As ilustrações e os poemas de "Where the Sidewalk Ends" (1974) abordam situações comuns da infância sob um prisma cômico e surreal.
"A Parte que Falta", publicado recentemente pela Cosac Naify e sexto livro de Shel Silverstein (1930-1999) lançado no Brasil, narra a história de um ser circular em busca da completude. Quando o personagem acha a parte que lhe falta, percebe que a felicidade está além desse encontro.
"Esse é um dos livros mais negligenciados de Silverstein", afirma Rogak, autora de "A Boy Named Shel".
"Eu poderia ter finalizado a obra naquele ponto", disse Silverstein à biógrafa para explicar a passagem em que o ser com formato de pizza conhece a sua companheira. "Mas a procura continua e essa é a loucura do livro."
Os leitores costumam investigar "os significados ocultos" das obras de Silverstein, segundo Rogak. "Essa atitude o frustrava. Ele queria apenas contar histórias."
O ilustrador percebeu nesse esforço um desejo por certeza. Para a biógrafa, "A Parte que Falta" representa uma ode à liberdade individual.
A autonomia para expressar a própria essência gerou uma continuação cinco anos depois. "The Missing Piece Meets the Big O" (1981), que a Cosac Naify vai publicar em 2014, expõe uma trajetória semelhante de desencontros.
"Silverstein ia na contramão", diz Rogak. Ele se criou entre dois movimentos de contestação. "Os beatniks e os hippies foram suas companhias tanto em Nova York quanto em São Francisco."
O ilustrador não perdoou os indivíduos professorais. A seu ver, não havia diferença entre a arrogância de quem era contrário ou favorável ao establishment. "Ele fez piada com os pontos fracos dos descolados e dos caretas", afirma Mitch Myers, sobrinho e administrador do seu acervo.

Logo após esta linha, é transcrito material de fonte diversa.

//! Flash slot scanning
//!
//! Each slot of the flash starts with a core header.  Only the first sector
//! of the header is looked at:
//!
//! ```text
//! +-------+----------------------------------------------+
//! | 0x00  | magic, "MEGA65BITSTREAM0"                    |
//! | 0x10  | core name, ASCII, 32 bytes                   |
//! | 0x30  | core version, ASCII, 32 bytes                |
//! | 0x7b  | capabilities                                 |
//! | 0x7c  | flags (which cartridges start this core, and |
//! |       | whether it is the default core)              |
//! +-------+----------------------------------------------+
//! ```
//!
//! A slot without the magic is either empty (the sector is erased) or has
//! unknown content.
//!
//! The flags of a slot are only meaningful for the first slot that sets
//! them.  A later slot repeating a flag has it masked off, so after any scan,
//! a one-slot refresh included, every flag belongs to at most one slot and
//! that slot is the lowest one setting it.

use bitflags::bitflags;
use embedded_hal::blocking::delay::{DelayMs, DelayUs};
use heapless::Vec;
use storage::{ReadFlash, RegisterFile, SECTOR_SIZE};

use crate::hw::Hardware;
use crate::label::Label;
use crate::platform::{Platform, MAX_SLOTS};

/// Every core header starts with this.
pub const BITSTREAM_MAGIC: [u8; 16] = *b"MEGA65BITSTREAM0";

const NAME_OFFSET: usize = 0x10;
const VERSION_OFFSET: usize = 0x30;
const CAPS_OFFSET: usize = 0x7b;
const FLAGS_OFFSET: usize = 0x7c;

/// Right after power up the flash may answer the first read of a sector with
/// this byte over and over.
const FIRST_READ_GARBAGE: u8 = 0xee;
const FIRST_READ_RETRIES: usize = 256;
const FIRST_READ_WAIT_MS: u16 = 50;

const FACTORY_LABEL: &[u8] = b"MEGA65 FACTORY CORE";
const EMPTY_LABEL: &[u8] = b"EMPTY SLOT";
const UNKNOWN_LABEL: &[u8] = b"UNKNOWN CONTENT";

bitflags! {
    /// Capability and flag bits of a core header.
    #[derive(Debug, Clone, Copy, PartialEq, Eq, Hash, Default)]
    pub struct CoreCaps: u8 {
        const CART_C64     = 0b0000_0001;
        const CART_C128    = 0b0000_0010;
        const CART_M65     = 0b0000_0100;
        /// The core is started when no cartridge asks for another one.
        const SLOT_DEFAULT = 0b1000_0000;

        const CART = Self::CART_C64.bits() | Self::CART_C128.bits() | Self::CART_M65.bits();
        const USED = Self::CART.bits() | Self::SLOT_DEFAULT.bits();
    }
}

/// What is in a slot.
#[derive(Debug, Clone, Copy, PartialEq, Eq)]
#[cfg_attr(feature = "defmt", derive(defmt::Format))]
pub enum Validity {
    /// The first sector is erased.
    Empty,
    /// No core header.
    Invalid,
    Valid,
}

/// What the menu knows about one slot.
#[derive(Debug, Clone, PartialEq, Eq)]
pub struct SlotRecord {
    pub index: usize,
    pub name: Label,
    pub version: Label,
    /// Capability byte of the header, masked to the known bits.
    pub capabilities: CoreCaps,
    /// Flags byte of the header, masked to the known bits.
    pub header_flags: CoreCaps,
    /// Header flags, minus those already claimed by an earlier slot.
    pub flags: CoreCaps,
    pub validity: Validity,
}

impl SlotRecord {
    fn new(index: usize) -> SlotRecord {
        SlotRecord {
            index,
            name: Label::blank(),
            version: Label::blank(),
            capabilities: CoreCaps::empty(),
            header_flags: CoreCaps::empty(),
            flags: CoreCaps::empty(),
            validity: Validity::Invalid,
        }
    }
}

/// Which slots a scan visits.
#[derive(Debug, Clone, Copy, PartialEq, Eq)]
pub enum Target {
    AllSlots,
    /// Refresh a single slot, after it was flashed.  Slot 0 can be refreshed
    /// along with it.
    OneSlot { index: usize, also_refresh_slot0: bool },
}

/// A scan of the slots.
#[derive(Debug, Clone, Copy, PartialEq, Eq)]
pub struct ScanRequest {
    /// Flags to search for.  A search returns the first slot having any of
    /// them, and leaves names and versions alone.
    pub search: CoreCaps,
    pub target: Target,
}

impl ScanRequest {
    /// Read everything about every slot.
    pub const fn full() -> ScanRequest {
        ScanRequest { search: CoreCaps::empty(), target: Target::AllSlots }
    }

    /// Look for the first slot with any of `flags`.
    pub const fn search(flags: CoreCaps) -> ScanRequest {
        ScanRequest { search: flags, target: Target::AllSlots }
    }

    /// Re-read a single slot.
    pub const fn refresh(index: usize) -> ScanRequest {
        ScanRequest {
            search: CoreCaps::empty(),
            target: Target::OneSlot { index, also_refresh_slot0: false },
        }
    }

    fn searching(&self) -> bool {
        !self.search.is_empty()
    }
}

/// The slots of the flash, and what was last read from them.
pub struct SlotTable {
    platform: &'static Platform,
    slots: Vec<SlotRecord, MAX_SLOTS>,
    /// The first-read workaround has been done.
    primed: bool,
}

impl SlotTable {
    pub fn new(platform: &'static Platform) -> SlotTable {
        let mut slots = Vec::new();
        for index in 0..platform.slot_count.min(MAX_SLOTS) {
            // Capacity was checked just above.
            let _ = slots.push(SlotRecord::new(index));
        }
        SlotTable { platform, slots, primed: false }
    }

    pub fn platform(&self) -> &'static Platform {
        self.platform
    }

    pub fn len(&self) -> usize {
        self.slots.len()
    }

    pub fn is_empty(&self) -> bool {
        self.slots.is_empty()
    }

    pub fn get(&self, index: usize) -> Option<&SlotRecord> {
        self.slots.get(index)
    }

    pub fn iter(&self) -> impl Iterator<Item = &SlotRecord> {
        self.slots.iter()
    }

    /// Scan the slots.
    ///
    /// Returns the first slot matching the search flags, if searching, or
    /// else the first slot carrying the default flag.  `None` when neither
    /// exists among the visited slots.
    pub fn scan<R, F, D>(&mut self, hw: &mut Hardware<R, F, D>, req: ScanRequest) -> Option<usize>
    where
        R: RegisterFile,
        F: ReadFlash,
        D: DelayMs<u16> + DelayUs<u16>,
    {
        if !self.primed {
            self.prime(hw);
        }

        let visit = self.plan(req.target);
        let mut sector = [0u8; SECTOR_SIZE];

        for index in visit.iter().copied() {
            let offset = index * self.platform.slot_size() as usize;
            let read_ok = match hw.flash.read(offset, &mut sector) {
                Ok(()) => true,
                Err(_) => {
                    warn!("slot {}: flash read failed", index);
                    false
                }
            };

            let slot = &mut self.slots[index];
            slot.validity = classify_sector(&sector, read_ok);

            if slot.validity == Validity::Valid {
                slot.capabilities = CoreCaps::from_bits_truncate(sector[CAPS_OFFSET]) & CoreCaps::USED;
                slot.header_flags = CoreCaps::from_bits_truncate(sector[FLAGS_OFFSET]) & CoreCaps::USED;
            } else {
                slot.capabilities = CoreCaps::empty();
                slot.header_flags = CoreCaps::empty();
            }

            // Searches have to be fast, names are not needed.
            if req.searching() {
                continue;
            }

            slot.name = Label::blank();
            slot.version = Label::blank();
            if slot.validity == Validity::Valid {
                slot.name = Label::from_ascii(&sector[NAME_OFFSET..NAME_OFFSET + 31]);
                slot.version = Label::from_ascii(&sector[VERSION_OFFSET..VERSION_OFFSET + 31]);
            }

            if index == 0 {
                slot.name = Label::from_ascii(FACTORY_LABEL);
            } else if slot.validity == Validity::Empty {
                slot.name = Label::from_ascii(EMPTY_LABEL);
            } else if slot.validity == Validity::Invalid {
                slot.name = Label::from_ascii(UNKNOWN_LABEL);
            }
        }

        self.assign_flags();

        let mut found = None;
        let mut default_slot = None;
        for slot in self.slots.iter().filter(|s| visit.contains(&s.index)) {
            if req.searching() && found.is_none() && slot.flags.intersects(req.search) {
                found = Some(slot.index);
            }
            if default_slot.is_none() && slot.flags.contains(CoreCaps::SLOT_DEFAULT) {
                default_slot = Some(slot.index);
            }
        }

        found.or(default_slot)
    }

    /// Which slots a scan visits.
    fn plan(&self, target: Target) -> Vec<usize, MAX_SLOTS> {
        let mut visit = Vec::new();
        match target {
            Target::AllSlots => {
                for index in 0..self.slots.len() {
                    let _ = visit.push(index);
                }
            }
            Target::OneSlot { index, also_refresh_slot0 } => {
                if also_refresh_slot0 && index != 0 {
                    let _ = visit.push(0);
                }
                if index < self.slots.len() {
                    let _ = visit.push(index);
                }
            }
        }
        visit
    }

    /// Hand every flag to the lowest slot whose header sets it.
    fn assign_flags(&mut self) {
        let mut available = CoreCaps::USED;
        for slot in self.slots.iter_mut() {
            slot.flags = slot.header_flags & available;
            available.remove(slot.flags);
            debug!("slot {}: flags {:x}", slot.index, slot.flags.bits());
        }
    }

    /// Work around the flash returning garbage on the first read after
    /// power up.  Retry until something else shows up, or we give up.
    fn prime<R, F, D>(&mut self, hw: &mut Hardware<R, F, D>)
    where
        R: RegisterFile,
        F: ReadFlash,
        D: DelayMs<u16> + DelayUs<u16>,
    {
        let mut sector = [0u8; SECTOR_SIZE];
        read_first_sector(hw, &mut sector);
        for _ in 0..FIRST_READ_RETRIES {
            if sector[0] != FIRST_READ_GARBAGE {
                break;
            }
            hw.delay.delay_ms(FIRST_READ_WAIT_MS);
            read_first_sector(hw, &mut sector);
            read_first_sector(hw, &mut sector);
        }
        self.primed = true;
    }
}

/// A failed read counts as garbage, so it is retried.
fn read_first_sector<R, F, D>(hw: &mut Hardware<R, F, D>, sector: &mut [u8; SECTOR_SIZE])
where
    F: ReadFlash,
{
    if hw.flash.read(0, sector).is_err() {
        warn!("slot 0: flash read failed");
        sector[0] = FIRST_READ_GARBAGE;
    }
}

/// Decide what the first sector of a slot holds.
fn classify_sector(sector: &[u8; SECTOR_SIZE], read_ok: bool) -> Validity {
    if !read_ok {
        return Validity::Invalid;
    }
    if sector[..BITSTREAM_MAGIC.len()] == BITSTREAM_MAGIC {
        Validity::Valid
    } else if sector.iter().all(|&b| b == 0xff) {
        Validity::Empty
    } else {
        Validity::Invalid
    }
}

Silverstein estreou como autor infantil com "Leocádio, o Leão que Mandava Bala" (1963). Teve o apoio de Ursula Nordstrom (1910-1988), editora da extinta Harper & Row. Nordstrom declarou ser sua missão publicar "bons livros para crianças más".
Ao rejeitar a necessidade de lições de moral, ela fez sucesso. Mais de 20 milhões de cópias dos livros de Silverstein foram vendidos.
Antes de 1963, ele ganhara destaque com cartuns para a "Playboy". Ao longo da carreira, escreveu roteiros, peças teatrais e composições, como "A Boy Named Sue", hit do cantor Johnny Cash.
"Silverstein era mais interessado na diversidade criativa do que outros autores infantis", diz Rogak.